Work required: Could you set down every entry below exactly as it is?

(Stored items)
== Segment start ==

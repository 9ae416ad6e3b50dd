use std::collections::HashMap;
use std::sync::Arc;

use chrono::Utc;
use serde::{Deserialize, Serialize};
use tracing::{info, warn};
use uuid::Uuid;

use crate::database::models::CatalogItem;
use crate::database::{CatalogStore, StoreError};
use crate::policy::{self, PolicyError};
use crate::types::{Action, Resource, UserView};

const MAX_TITLE_LENGTH: usize = 200;

#[derive(Debug, thiserror::Error)]
pub enum CatalogError {
    #[error(transparent)]
    Policy(#[from] PolicyError),
    #[error("{resource} {id} not found")]
    NotFound { resource: Resource, id: Uuid },
    #[error("Validation failed")]
    Validation(HashMap<String, String>),
    #[error(transparent)]
    Store(#[from] StoreError),
}

/// Writable fields of a catalog entry.
#[derive(Debug, Clone, Default, Serialize, Deserialize)]
pub struct CatalogInput {
    pub title: String,
    #[serde(default)]
    pub description: Option<String>,
    #[serde(default)]
    pub url: Option<String>,
    #[serde(default)]
    pub category: Option<String>,
}

impl CatalogInput {
    fn validate(&self) -> Result<(), CatalogError> {
        let mut field_errors = HashMap::new();
        let title = self.title.trim();
        if title.is_empty() {
            field_errors.insert("title".to_string(), "Title cannot be empty".to_string());
        } else if title.chars().count() > MAX_TITLE_LENGTH {
            field_errors.insert(
                "title".to_string(),
                format!("Title must be at most {} characters", MAX_TITLE_LENGTH),
            );
        }
        if let Some(raw) = self.url.as_deref().filter(|u| !u.trim().is_empty()) {
            if url::Url::parse(raw.trim()).is_err() {
                field_errors.insert("url".to_string(), "Invalid URL".to_string());
            }
        }

        if field_errors.is_empty() {
            Ok(())
        } else {
            Err(CatalogError::Validation(field_errors))
        }
    }
}

fn clean(value: Option<String>) -> Option<String> {
    value.map(|v| v.trim().to_string()).filter(|v| !v.is_empty())
}

/// Topics, materials, tools, categories and source-code entries. Reads are
/// open to any signed-in user; writes go through the authorization policy.
pub struct CatalogService {
    items: Arc<dyn CatalogStore>,
}

impl CatalogService {
    pub fn new(items: Arc<dyn CatalogStore>) -> Self {
        Self { items }
    }

    pub async fn list(&self, resource: Resource) -> Result<Vec<CatalogItem>, CatalogError> {
        Ok(self.items.list_items(resource).await?)
    }

    pub async fn get(&self, resource: Resource, id: Uuid) -> Result<CatalogItem, CatalogError> {
        self.items
            .find_item(resource, id)
            .await?
            .ok_or(CatalogError::NotFound { resource, id })
    }

    pub async fn create(
        &self,
        actor: &UserView,
        resource: Resource,
        input: CatalogInput,
    ) -> Result<CatalogItem, CatalogError> {
        self.authorize(actor, resource, Action::Add)?;
        input.validate()?;

        let now = Utc::now();
        let item = CatalogItem {
            id: Uuid::new_v4(),
            resource,
            title: input.title.trim().to_string(),
            description: clean(input.description),
            url: clean(input.url),
            category: clean(input.category),
            created_by: actor.id,
            created_at: now,
            updated_at: now,
        };
        let item = self.items.insert_item(item).await?;
        info!("User {} added {} {}", actor.id, resource, item.id);
        Ok(item)
    }

    pub async fn update(
        &self,
        actor: &UserView,
        resource: Resource,
        id: Uuid,
        input: CatalogInput,
    ) -> Result<CatalogItem, CatalogError> {
        self.authorize(actor, resource, Action::Edit)?;
        input.validate()?;

        let mut item = self.get(resource, id).await?;
        item.title = input.title.trim().to_string();
        item.description = clean(input.description);
        item.url = clean(input.url);
        item.category = clean(input.category);
        item.updated_at = Utc::now();

        let item = self.items.update_item(item).await?;
        info!("User {} edited {} {}", actor.id, resource, id);
        Ok(item)
    }

    pub async fn delete(&self, actor: &UserView, resource: Resource, id: Uuid) -> Result<(), CatalogError> {
        self.authorize(actor, resource, Action::Delete)?;
        match self.items.delete_item(resource, id).await {
            Ok(()) => {
                info!("User {} deleted {} {}", actor.id, resource, id);
                Ok(())
            }
            Err(StoreError::NotFound(_)) => Err(CatalogError::NotFound { resource, id }),
            Err(e) => Err(e.into()),
        }
    }

    fn authorize(&self, actor: &UserView, resource: Resource, action: Action) -> Result<(), CatalogError> {
        policy::authorize(actor, resource, action).map_err(|e| {
            warn!("Denied {} on {} for user {}: {}", action, resource, actor.id, e);
            CatalogError::from(e)
        })
    }
}

#[cfg(test)]
mod tests {
    use super::*;
    use crate::database::MemoryStore;
    use crate::types::{PermissionFlags, Permissions, Role};

    fn actor(role: Role, permissions: Permissions) -> UserView {
        UserView {
            id: Uuid::new_v4(),
            email: "actor@example.com".to_string(),
            name: "Actor".to_string(),
            role,
            permissions,
            is_seed: false,
            created_at: Utc::now(),
        }
    }

    fn input(title: &str) -> CatalogInput {
        CatalogInput {
            title: title.to_string(),
            ..CatalogInput::default()
        }
    }

    #[tokio::test]
    async fn add_only_admin_cannot_delete() {
        let service = CatalogService::new(Arc::new(MemoryStore::new()));
        let admin = actor(Role::Admin, Permissions::Granted(PermissionFlags::new(true, false, false)));

        let item = service.create(&admin, Resource::Tools, input("Notebook")).await.unwrap();
        let err = service.delete(&admin, Resource::Tools, item.id).await.unwrap_err();
        assert!(matches!(err, CatalogError::Policy(PolicyError::PermissionDenied { .. })));

        let err = service
            .update(&admin, Resource::Tools, item.id, input("Renamed"))
            .await
            .unwrap_err();
        assert!(matches!(err, CatalogError::Policy(PolicyError::PermissionDenied { .. })));
    }

    #[tokio::test]
    async fn members_read_but_never_write() {
        let service = CatalogService::new(Arc::new(MemoryStore::new()));
        let member = actor(Role::User, Permissions::FullAccess);

        assert!(service.list(Resource::Topics).await.unwrap().is_empty());
        let err = service.create(&member, Resource::Topics, input("Rust")).await.unwrap_err();
        assert!(matches!(err, CatalogError::Policy(PolicyError::AdminRequired)));
    }

    #[tokio::test]
    async fn validates_title_and_url() {
        let service = CatalogService::new(Arc::new(MemoryStore::new()));
        let admin = actor(Role::Admin, Permissions::FullAccess);

        let bad = CatalogInput {
            title: "  ".to_string(),
            url: Some("not a url".to_string()),
            ..CatalogInput::default()
        };
        match service.create(&admin, Resource::Materials, bad).await {
            Err(CatalogError::Validation(fields)) => {
                assert!(fields.contains_key("title"));
                assert!(fields.contains_key("url"));
            }
            other => panic!("expected validation error, got {:?}", other),
        }
    }

    #[tokio::test]
    async fn full_access_admin_round_trip() {
        let service = CatalogService::new(Arc::new(MemoryStore::new()));
        let admin = actor(Role::Admin, Permissions::FullAccess);

        let item = service.create(&admin, Resource::SourceCode, input("ai-locker")).await.unwrap();
        let edited = service
            .update(&admin, Resource::SourceCode, item.id, input("ai-locker-rs"))
            .await
            .unwrap();
        assert_eq!(edited.title, "ai-locker-rs");
        service.delete(&admin, Resource::SourceCode, item.id).await.unwrap();
        assert!(matches!(
            service.get(Resource::SourceCode, item.id).await,
            Err(CatalogError::NotFound { .. })
        ));
    }
}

== Segment end ==

Your response:
repository 9ae416ad6e3b50dd
use std::collections::HashMap;
use std::sync::Arc;

use chrono::Utc;
use serde::{Deserialize, Serialize};
use tracing::{info, warn};
use uuid::Uuid;

use crate::database::models::CatalogItem;
use crate::database::{CatalogStore, StoreError};
use crate::policy::{self, PolicyError};
use crate::types::{Action, Resource, UserView};

const MAX_TITLE_LENGTH: usize = 200;

#[derive(Debug, thiserror::Error)]
pub enum CatalogError {
    #[error(transparent)]
    Policy(#[from] PolicyError),
    #[error("{resource} {id} not found")]
    NotFound { resource: Resource, id: Uuid },
    #[error("Validation failed")]
    Validation(HashMap<String, String>),
    #[error(transparent)]
    Store(#[from] StoreError),
}

/// Writable fields of a catalog entry.
#[derive(Debug, Clone, Default, Serialize, Deserialize)]
pub struct CatalogInput {
    pub title: String,
    #[serde(default)]
    pub description: Option<String>,
    #[serde(default)]
    pub url: Option<String>,
    #[serde(default)]
    pub category: Option<String>,
}

impl CatalogInput {
    fn validate(&self) -> Result<(), CatalogError> {
        let mut field_errors = HashMap::new();
        let title = self.title.trim();
        if title.is_empty() {
            field_errors.insert("title".to_string(), "Title cannot be empty".to_string());
        } else if title.chars().count() > MAX_TITLE_LENGTH {
            field_errors.insert(
                "title".to_string(),
                format!("Title must be at most {} characters", MAX_TITLE_LENGTH),
            );
        }
        if let Some(raw) = self.url.as_deref().filter(|u| !u.trim().is_empty()) {
            if url::Url::parse(raw.trim()).is_err() {
                field_errors.insert("url".to_string(), "Invalid URL".to_string());
            }
        }

        if field_errors.is_empty() {
            Ok(())
        } else {
            Err(CatalogError::Validation(field_errors))
        }
    }
}

fn clean(value: Option<String>) -> Option<String> {
    value.map(|v| v.trim().to_string()).filter(|v| !v.is_empty())
}

/// Topics, materials, tools, categories and source-code entries. Reads are
/// open to any signed-in user; writes go through the authorization policy.
pub struct CatalogService {
    items: Arc<dyn CatalogStore>,
}

impl CatalogService {
    pub fn new(items: Arc<dyn CatalogStore>) -> Self {
        Self { items }
    }

    pub async fn list(&self, resource: Resource) -> Result<Vec<CatalogItem>, CatalogError> {
        Ok(self.items.list_items(resource).await?)
    }

    pub async fn get(&self, resource: Resource, id: Uuid) -> Result<CatalogItem, CatalogError> {
        self.items
            .find_item(resource, id)
            .await?
            .ok_or(CatalogError::NotFound { resource, id })
    }

    pub async fn create(
        &self,
        actor: &UserView,
        resource: Resource,
        input: CatalogInput,
    ) -> Result<CatalogItem, CatalogError> {
        self.authorize(actor, resource, Action::Add)?;
        input.validate()?;

        let now = Utc::now();
        let item = CatalogItem {
            id: Uuid::new_v4(),
            resource,
            title: input.title.trim().to_string(),
            description: clean(input.description),
            url: clean(input.url),
            category: clean(input.category),
            created_by: actor.id,
            created_at: now,
            updated_at: now,
        };
        let item = self.items.insert_item(item).await?;
        info!("User {} added {} {}", actor.id, resource, item.id);
        Ok(item)
    }

    pub async fn update(
        &self,
        actor: &UserView,
        resource: Resource,
        id: Uuid,
        input: CatalogInput,
    ) -> Result<CatalogItem, CatalogError> {
        self.authorize(actor, resource, Action::Edit)?;
        input.validate()?;

        let mut item = self.get(resource, id).await?;
        item.title = input.title.trim().to_string();
        item.description = clean(input.description);
        item.url = clean(input.url);
        item.category = clean(input.category);
        item.updated_at = Utc::now();

        let item = self.items.update_item(item).await?;
        info!("User {} edited {} {}", actor.id, resource, id);
        Ok(item)
    }

    pub async fn delete(&self, actor: &UserView, resource: Resource, id: Uuid) -> Result<(), CatalogError> {
        self.authorize(actor, resource, Action::Delete)?;
        match self.items.delete_item(resource, id).await {
            Ok(()) => {
                info!("User {} deleted {} {}", actor.id, resource, id);
                Ok(())
            }
            Err(StoreError::NotFound(_)) => Err(CatalogError::NotFound { resource, id }),
            Err(e) => Err(e.into()),
        }
    }

    fn authorize(&self, actor: &UserView, resource: Resource, action: Action) -> Result<(), CatalogError> {
        policy::authorize(actor, resource, action).map_err(|e| {
            warn!("Denied {} on {} for user {}: {}", action, resource, actor.id, e);
            CatalogError::from(e)
        })
    }
}

#[cfg(test)]
mod tests {
    use super::*;
    use crate::database::MemoryStore;
    use crate::types::{PermissionFlags, Permissions, Role};

    fn actor(role: Role, permissions: Permissions) -> UserView {
        UserView {
            id: Uuid::new_v4(),
            email: "actor@example.com".to_string(),
            name: "Actor".to_string(),
            role,
            permissions,
            is_seed: false,
            created_at: Utc::now(),
        }
    }

    fn input(title: &str) -> CatalogInput {
        CatalogInput {
            title: title.to_string(),
            ..CatalogInput::default()
        }
    }

    #[tokio::test]
    async fn add_only_admin_cannot_delete() {
        let service = CatalogService::new(Arc::new(MemoryStore::new()));
        let admin = actor(Role::Admin, Permissions::Granted(PermissionFlags::new(true, false, false)));

        let item = service.create(&admin, Resource::Tools, input("Notebook")).await.unwrap();
        let err = service.delete(&admin, Resource::Tools, item.id).await.unwrap_err();
        assert!(matches!(err, CatalogError::Policy(PolicyError::PermissionDenied { .. })));

        let err = service
            .update(&admin, Resource::Tools, item.id, input("Renamed"))
            .await
            .unwrap_err();
        assert!(matches!(err, CatalogError::Policy(PolicyError::PermissionDenied { .. })));
    }

    #[tokio::test]
    async fn members_read_but_never_write() {
        let service = CatalogService::new(Arc::new(MemoryStore::new()));
        let member = actor(Role::User, Permissions::FullAccess);

        assert!(service.list(Resource::Topics).await.unwrap().is_empty());
        let err = service.create(&member, Resource::Topics, input("Rust")).await.unwrap_err();
        assert!(matches!(err, CatalogError::Policy(PolicyError::AdminRequired)));
    }

    #[tokio::test]
    async fn validates_title_and_url() {
        let service = CatalogService::new(Arc::new(MemoryStore::new()));
        let admin = actor(Role::Admin, Permissions::FullAccess);

        let bad = CatalogInput {
            title: "  ".to_string(),
            url: Some("not a url".to_string()),
            ..CatalogInput::default()
        };
        match service.create(&admin, Resource::Materials, bad).await {
            Err(CatalogError::Validation(fields)) => {
                assert!(fields.contains_key("title"));
                assert!(fields.contains_key("url"));
            }
            other => panic!("expected validation error, got {:?}", other),
        }
    }

    #[tokio::test]
    async fn full_access_admin_round_trip() {
        let service = CatalogService::new(Arc::new(MemoryStore::new()));
        let admin = actor(Role::Admin, Permissions::FullAccess);

        let item = service.create(&admin, Resource::SourceCode, input("ai-locker")).await.unwrap();
        let edited = service
            .update(&admin, Resource::SourceCode, item.id, input("ai-locker-rs"))
            .await
            .unwrap();
        assert_eq!(edited.title, "ai-locker-rs");
        service.delete(&admin, Resource::SourceCode, item.id).await.unwrap();
        assert!(matches!(
            service.get(Resource::SourceCode, item.id).await,
            Err(CatalogError::NotFound { .. })
        ));
    }
}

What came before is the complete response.